Education
Education has always played an important role in Robeson County, from one-room schools that held all grades to large mulit-room wooden and brick buildings. Robeson County has been dotted with private academies and public schools. In the late 1980s all of the public schools in the county merged to form the Public Schools of Robeson County. Over the years six colleges have called Robeson home. Remaining now are Robeson County Community College and the University of North Carolina at Pembroke. The county was also blessed to have been home to thirteen Rosenwald schools. These schools were funded in part by Julius Rosenwald, chairman of Sears Roebuck.
The Rosenwald schools were funded in part by a foundation established by Julius Rosenwald, who built Sears Roebuck into the America's leading mail order house. The foundation did not pay the entire costs of the schools but required that communities help, these schools were often called the schools that pennies and nickels built. This school started as the Robeson County Training school but was renamed after its long time leader, Robert B. Dean. (Courtesy North Carolina State Archives)

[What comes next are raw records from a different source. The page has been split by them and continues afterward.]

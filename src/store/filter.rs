//! Typed read-side filters
//!
//! A filter is a conjunction of optional per-field predicates; within one
//! multi-valued field, membership is OR. The same predicate set compiles
//! onto every store query (list, count, delete, stats) through
//! `sqlx::QueryBuilder`.

use crate::entry::EntryKind;
use sqlx::{QueryBuilder, Sqlite};

/// Numeric status-code predicate. `Error` is the sentinel for "failed
/// outcome with no numeric code" (e.g. a transport error before any
/// response arrived).
#[derive(Debug, Clone, Copy, PartialEq, Eq)]
pub enum StatusCodeFilter {
    Code(i64),
    Error,
}

impl StatusCodeFilter {
    pub fn parse(value: &str) -> Option<Self> {
        if value.eq_ignore_ascii_case("err") {
            return Some(Self::Error);
        }
        value.parse::<i64>().ok().map(Self::Code)
    }
}

#[derive(Debug, Clone, Default)]
pub struct EntryFilter {
    pub kinds: Vec<EntryKind>,
    /// Entry matches if it carries any of the listed tags.
    pub tags: Vec<String>,
    pub names: Vec<String>,
    pub methods: Vec<String>,
    pub statuses: Vec<String>,
    pub status_codes: Vec<StatusCodeFilter>,
    pub slower_than_ms: Option<i64>,
    /// Tri-state: `None` means no constraint.
    pub resolved: Option<bool>,
}

impl EntryFilter {
    pub fn is_empty(&self) -> bool {
        self.kinds.is_empty()
            && self.tags.is_empty()
            && self.names.is_empty()
            && self.methods.is_empty()
            && self.statuses.is_empty()
            && self.status_codes.is_empty()
            && self.slower_than_ms.is_none()
            && self.resolved.is_none()
    }

    pub fn with_kind(mut self, kind: EntryKind) -> Self {
        self.kinds.push(kind);
        self
    }

    pub fn with_tag(mut self, tag: impl Into<String>) -> Self {
        self.tags.push(tag.into());
        self
    }
}

/// Append the filter's predicates to a query that already has a WHERE
/// clause open (`... WHERE 1=1` or a cursor bound).
///
/// String fields match case-normalized exact values: methods are compared
/// upper-cased, names and statuses lower-cased.
pub fn push_predicates(filter: &EntryFilter, qb: &mut QueryBuilder<'_, Sqlite>) {
    if !filter.kinds.is_empty() {
        qb.push(" AND kind IN (");
        let mut separated = qb.separated(", ");
        for kind in &filter.kinds {
            separated.push_bind(kind.as_str());
        }
        qb.push(")");
    }

    if !filter.names.is_empty() {
        qb.push(" AND LOWER(name) IN (");
        let mut separated = qb.separated(", ");
        for name in &filter.names {
            separated.push_bind(name.to_lowercase());
        }
        qb.push(")");
    }

    if !filter.methods.is_empty() {
        qb.push(" AND UPPER(method) IN (");
        let mut separated = qb.separated(", ");
        for method in &filter.methods {
            separated.push_bind(method.to_uppercase());
        }
        qb.push(")");
    }

    if !filter.statuses.is_empty() {
        qb.push(" AND LOWER(status) IN (");
        let mut separated = qb.separated(", ");
        for status in &filter.statuses {
            separated.push_bind(status.to_lowercase());
        }
        qb.push(")");
    }

    if !filter.status_codes.is_empty() {
        let codes: Vec<i64> = filter
            .status_codes
            .iter()
            .filter_map(|c| match c {
                StatusCodeFilter::Code(code) => Some(*code),
                StatusCodeFilter::Error => None,
            })
            .collect();
        let wants_error = filter
            .status_codes
            .iter()
            .any(|c| matches!(c, StatusCodeFilter::Error));

        qb.push(" AND (");
        if !codes.is_empty() {
            qb.push("status_code IN (");
            let mut separated = qb.separated(", ");
            for code in codes {
                separated.push_bind(code);
            }
            qb.push(")");
            if wants_error {
                qb.push(" OR ");
            }
        }
        if wants_error {
            qb.push("(status_code IS NULL AND status = 'failed')");
        }
        qb.push(")");
    }

    if let Some(threshold) = filter.slower_than_ms {
        qb.push(" AND duration_ms >= ");
        qb.push_bind(threshold);
    }

    if let Some(resolved) = filter.resolved {
        qb.push(" AND COALESCE(resolved, 0) = ");
        qb.push_bind(if resolved { 1i64 } else { 0i64 });
    }

    if !filter.tags.is_empty() {
        qb.push(
            " AND EXISTS (SELECT 1 FROM telemetry_tags t \
             WHERE t.sequence = telemetry_entries.sequence AND t.tag IN (",
        );
        let mut separated = qb.separated(", ");
        for tag in &filter.tags {
            separated.push_bind(tag.clone());
        }
        qb.push("))");
    }
}

#[cfg(test)]
mod tests {
    use super::*;

    fn render(filter: &EntryFilter) -> String {
        let mut qb = QueryBuilder::<Sqlite>::new("SELECT sequence FROM telemetry_entries WHERE 1=1");
        push_predicates(filter, &mut qb);
        qb.into_sql()
    }

    #[test]
    fn test_empty_filter_adds_nothing() {
        let sql = render(&EntryFilter::default());
        assert_eq!(sql, "SELECT sequence FROM telemetry_entries WHERE 1=1");
    }

    #[test]
    fn test_conjunction_of_fields() {
        let filter = EntryFilter {
            kinds: vec![EntryKind::Request],
            methods: vec!["get".to_string()],
            status_codes: vec![StatusCodeFilter::Code(200)],
            ..Default::default()
        };
        let sql = render(&filter);
        assert!(sql.contains("kind IN"));
        assert!(sql.contains("UPPER(method) IN"));
        assert!(sql.contains("status_code IN"));
    }

    #[test]
    fn test_error_sentinel_alone() {
        let filter = EntryFilter {
            status_codes: vec![StatusCodeFilter::Error],
            ..Default::default()
        };
        let sql = render(&filter);
        assert!(sql.contains("(status_code IS NULL AND status = 'failed')"));
        assert!(!sql.contains("status_code IN"));
    }

    #[test]
    fn test_codes_and_sentinel_are_or_joined() {
        let filter = EntryFilter {
            status_codes: vec![StatusCodeFilter::Code(500), StatusCodeFilter::Error],
            ..Default::default()
        };
        let sql = render(&filter);
        assert!(sql.contains("status_code IN"));
        assert!(sql.contains(" OR (status_code IS NULL"));
    }

    #[test]
    fn test_status_code_parse() {
        assert_eq!(StatusCodeFilter::parse("200"), Some(StatusCodeFilter::Code(200)));
        assert_eq!(StatusCodeFilter::parse("ERR"), Some(StatusCodeFilter::Error));
        assert_eq!(StatusCodeFilter::parse("err"), Some(StatusCodeFilter::Error));
        assert_eq!(StatusCodeFilter::parse("abc"), None);
    }

    #[test]
    fn test_tags_use_exists_subquery() {
        let filter = EntryFilter::default().with_tag("slow");
        let sql = render(&filter);
        assert!(sql.contains("EXISTS (SELECT 1 FROM telemetry_tags"));
    }
}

The 1931 first grade at Fairmont. (first row) Sarah Small, Letha Curry, Hazel Lovill, Mary Nancy, Odessie ?, Hilda Atkinson, Lucille Jenkins, Ima Jean McCormick, Annie Lee Britt. (second row) Carson Prevatt, Chivian Currin, Alice Townsend, Allen Gibson, Wilber Willoughby, Myrtle Britt. (third row) Ernest Klander, F.L., Byron Fields, barns Lovill, Walter Sellers and Jennings Walters. (Courtesy Hubbard-Tyner Collection)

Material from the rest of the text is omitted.